Eragon the video game is based on the movie, which itself is based on the book of the same name. It’s a typical fantasy world full of dragons, wizards, and magic, which would seem to lend itself well to a video game adaptation in the vein of the very good series of Lord of the Rings action games that came out alongside those movies. In fact, the Eragon game bears a striking resemblance to those Lord of the Rings games, which only makes sense because the games were all developed by the same company. But while the Lord of the Rings games were well-polished action games, Eragon feels unfinished and lazily thrown together. It’s the same basic hack-and-slash principle that’s readily accessible to just about any fan of the film, but Eragon feels like a skeleton of a game that’s been padded out with some licensed content. There’s not nearly enough to make the game interesting or even remotely worth playing, though. The action is mindless and repetitive at best, and buggy and unresponsive at worst. In addition, the presentation ranges from bland to ugly, the game is short, the fixed camera angles are frustrating, and there is no online play. Even for a straightforward action game, Eragon has very little to offer.

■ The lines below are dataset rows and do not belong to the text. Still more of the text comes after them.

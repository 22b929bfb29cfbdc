//! Delivery orchestrator — the deferred half of a chat request.
//!
//! A run generates the reply, records its text, hands it to the outbound
//! channel and confirms delivery. Every store phase is its own short unit of
//! work so no write lock is held while the pipeline or the channel is busy.
//! Failures never escape: they are rendered onto the reply utterance.

use std::sync::Arc;
use std::time::Duration;

use tracing::{debug, error, info, warn};

use crate::channels::OutboundChannel;
use crate::conversation::UtteranceStatus;
use crate::conversation::ledger::{self, MAX_ERROR_LENGTH, truncate_chars};
use crate::error::{DeliveryError, Error, ValidationError};
use crate::pipeline::ReplyPipeline;
use crate::store::{Store, UnitOfWork};

/// Default ceiling on a single outbound call.
pub const DEFAULT_DELIVERY_TIMEOUT: Duration = Duration::from_secs(30);

/// Everything a deferred run needs to find its rows.
#[derive(Debug, Clone, PartialEq, Eq)]
pub struct DeliveryJob {
    pub user_id: String,
    pub source_utterance_id: String,
    pub reply_utterance_id: String,
}

pub struct Orchestrator {
    store: Store,
    pipeline: Arc<ReplyPipeline>,
    outbound: Arc<dyn OutboundChannel>,
    delivery_timeout: Duration,
}

impl Orchestrator {
    pub fn new(
        store: Store,
        pipeline: Arc<ReplyPipeline>,
        outbound: Arc<dyn OutboundChannel>,
    ) -> Self {
        Self {
            store,
            pipeline,
            outbound,
            delivery_timeout: DEFAULT_DELIVERY_TIMEOUT,
        }
    }

    pub fn with_delivery_timeout(mut self, timeout: Duration) -> Self {
        self.delivery_timeout = timeout;
        self
    }

    /// Generate and deliver the reply for `job`.
    ///
    /// Never fails. On error the reply is marked `failed` if it is still
    /// `queued`; anything that prevents even that is logged.
    pub async fn run_deferred(&self, job: &DeliveryJob) {
        match self.process(job).await {
            Ok(()) => {
                info!(
                    user_id = %job.user_id,
                    reply_utterance_id = %job.reply_utterance_id,
                    channel = self.outbound.name(),
                    "Reply delivered"
                );
            }
            Err(e) => {
                warn!(
                    user_id = %job.user_id,
                    reply_utterance_id = %job.reply_utterance_id,
                    category = e.category(),
                    error = %e,
                    "Deferred reply failed"
                );
                self.record_failure(&job.reply_utterance_id, &e).await;
            }
        }
    }

    async fn process(&self, job: &DeliveryJob) -> Result<(), Error> {
        let uow = self.store.begin().await?;
        let source = ledger::fetch(&uow, &job.source_utterance_id)
            .await
            .map_err(Error::from);
        let source = settle(uow, source).await?;
        let text = source.text.ok_or_else(|| ValidationError::MissingText {
            id: source.id.clone(),
        })?;

        let reply = self.pipeline.run(&text).await?;

        let uow = self.store.begin().await?;
        let recorded = ledger::record_reply_text(&uow, &job.reply_utterance_id, &reply).await;
        settle(uow, recorded).await?;
        debug!(reply_utterance_id = %job.reply_utterance_id, "Reply text recorded");

        self.deliver(&job.user_id, &reply).await?;

        let uow = self.store.begin().await?;
        let sent = ledger::mark_sent(&uow, &job.reply_utterance_id).await;
        settle(uow, sent).await
    }

    async fn deliver(&self, user_id: &str, text: &str) -> Result<(), DeliveryError> {
        match tokio::time::timeout(self.delivery_timeout, self.outbound.deliver(user_id, text)).await
        {
            Ok(result) => result,
            Err(_) => Err(DeliveryError::Timeout(self.delivery_timeout)),
        }
    }

    /// Mark the reply `failed` in a fresh unit of work. Best effort.
    async fn record_failure(&self, reply_id: &str, failure: &Error) {
        let message = render_failure(&failure.to_string(), failure.category());

        let uow = match self.store.begin().await {
            Ok(uow) => uow,
            Err(e) => {
                error!(reply_utterance_id = reply_id, error = %e, "Cannot open unit of work to record failure");
                return;
            }
        };
        let marked = mark_failed_if_queued(&uow, reply_id, &message).await;
        match settle(uow, marked).await {
            Ok(true) => {
                debug!(reply_utterance_id = reply_id, "Reply marked failed");
            }
            Ok(false) => {
                warn!(reply_utterance_id = reply_id, "Reply missing or already settled; failure not recorded");
            }
            Err(e) => {
                error!(reply_utterance_id = reply_id, error = %e, "Failed to record reply failure");
            }
        }
    }
}

/// Commit on success, roll back on failure.
async fn settle<T>(uow: UnitOfWork, result: Result<T, Error>) -> Result<T, Error> {
    match result {
        Ok(value) => {
            uow.commit().await?;
            Ok(value)
        }
        Err(e) => {
            uow.discard().await;
            Err(e)
        }
    }
}

async fn mark_failed_if_queued(
    uow: &UnitOfWork,
    reply_id: &str,
    message: &str,
) -> Result<bool, Error> {
    match ledger::find(uow, reply_id).await? {
        Some(reply) if reply.status == UtteranceStatus::Queued => {
            ledger::mark_failed(uow, reply_id, message).await?;
            Ok(true)
        }
        _ => Ok(false),
    }
}

/// Non-empty failure text, at most `MAX_ERROR_LENGTH` characters.
fn render_failure(message: &str, category: &str) -> String {
    let message = message.trim();
    let text = if message.is_empty() { category } else { message };
    truncate_chars(text, MAX_ERROR_LENGTH).to_string()
}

Eragon is a young farm boy in the fantasy world of Alagaesia. One day while out hunting, the boy stumbles upon a glowing blue orb that he thinks is a stone. Come to find out, it’s actually a dragon egg. Eventually, a dragon hatches from the egg and Eragon discovers that he shares a magical bond with the creature. Turns out Eragon has been chosen as a legendary dragon rider, which is a warrior with special magic abilities that flies around on dragons and fights the impending evil that’s sweeping across the land at the behest of a ruthless tyrant. It’s up to Eragon to save the day by hacking through an army of clones in several linear, uninspired, and mercifully short levels.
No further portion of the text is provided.